Correction of a mouse model of Menkes disease by the human Menkes gene

摘要

The brindled mouse is an accurate model of the fatal human X-linked copper deficiency disorder, Menkes disease. Males carrying the mutuant allele of the Menkes gene orthologue Atp7a die in the second week of life. To determine whether the genetic defect in the brindled mice could be corrected by expression of the human Menkes gene, male transgenic mice expressing ATP7A from the chicken beta-actin composite promoter (CAG) were mated with female carriers of the brindled mutation (Atp7a(Mo-br)). Mutant males carrying the transgene survived and were fertile but the copper defect was not completely corrected.
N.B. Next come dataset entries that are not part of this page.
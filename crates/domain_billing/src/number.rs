//! Invoice number generation
//!
//! Numbers are advisory identifiers of the form `INV-<yyyy><mm>-<rrrr>`
//! where `rrrr` is a uniformly random four-digit component. Nothing here
//! guarantees uniqueness; the store's unique constraint does, and a
//! collision surfaces as a conflict at insert time.

use chrono::{Datelike, NaiveDate, Utc};
use rand::Rng;

/// Generates an invoice number for the current month
pub fn generate_invoice_number() -> String {
    let suffix: u16 = rand::rng().random_range(0..=9999);
    invoice_number_for(Utc::now().date_naive(), suffix)
}

/// Formats an invoice number for a given date and random component
pub fn invoice_number_for(date: NaiveDate, suffix: u16) -> String {
    format!("INV-{:04}{:02}-{:04}", date.year(), date.month(), suffix)
}

#[cfg(test)]
mod tests {
    use super::*;

    #[test]
    fn test_format() {
        let date = NaiveDate::from_ymd_opt(2025, 5, 14).unwrap();
        assert_eq!(invoice_number_for(date, 42), "INV-202505-0042");
        assert_eq!(invoice_number_for(date, 0), "INV-202505-0000");
        assert_eq!(invoice_number_for(date, 9999), "INV-202505-9999");
    }

    #[test]
    fn test_single_digit_month_is_padded() {
        let date = NaiveDate::from_ymd_opt(2026, 1, 1).unwrap();
        assert_eq!(invoice_number_for(date, 7), "INV-202601-0007");
    }

    #[test]
    fn test_generated_numbers_carry_current_period() {
        let today = Utc::now().date_naive();
        let expected_prefix = format!("INV-{:04}{:02}-", today.year(), today.month());

        for _ in 0..100 {
            let number = generate_invoice_number();
            assert!(number.starts_with(&expected_prefix));
            assert_eq!(number.len(), expected_prefix.len() + 4);

            let suffix: u16 = number[expected_prefix.len()..].parse().unwrap();
            assert!(suffix <= 9999);
        }
    }
}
Unexpectedly males corrected with one transgenic line (T25#5) were mottled and resembled carrier females, this effect appeared to be Caused by mosaic expression of the transgene. In contrast, males corrected with another line (T22#2) had agouti coats. Copper concentrations in tissues of the rescued mutants also resembled those of the heterozygous females, with high levels in kidney (84.6 +/- 4.9 mu g/g in corrected males vs. 137.0 +/- 44.3 mu g/g in heterozygotes) and small intestine (15.6 +/- 2.5 mu g/g in corrected males vs. 15.7 +/- 2.8 mu g/g in heterozygotes). The results show that the Menkes defect in mice is corrected by the human Menkes gene and that adequate correction is obtained even when the transgene expression does not match that of the endogenous gene. (C) 2006 Elsevier B.V. All rights reserved.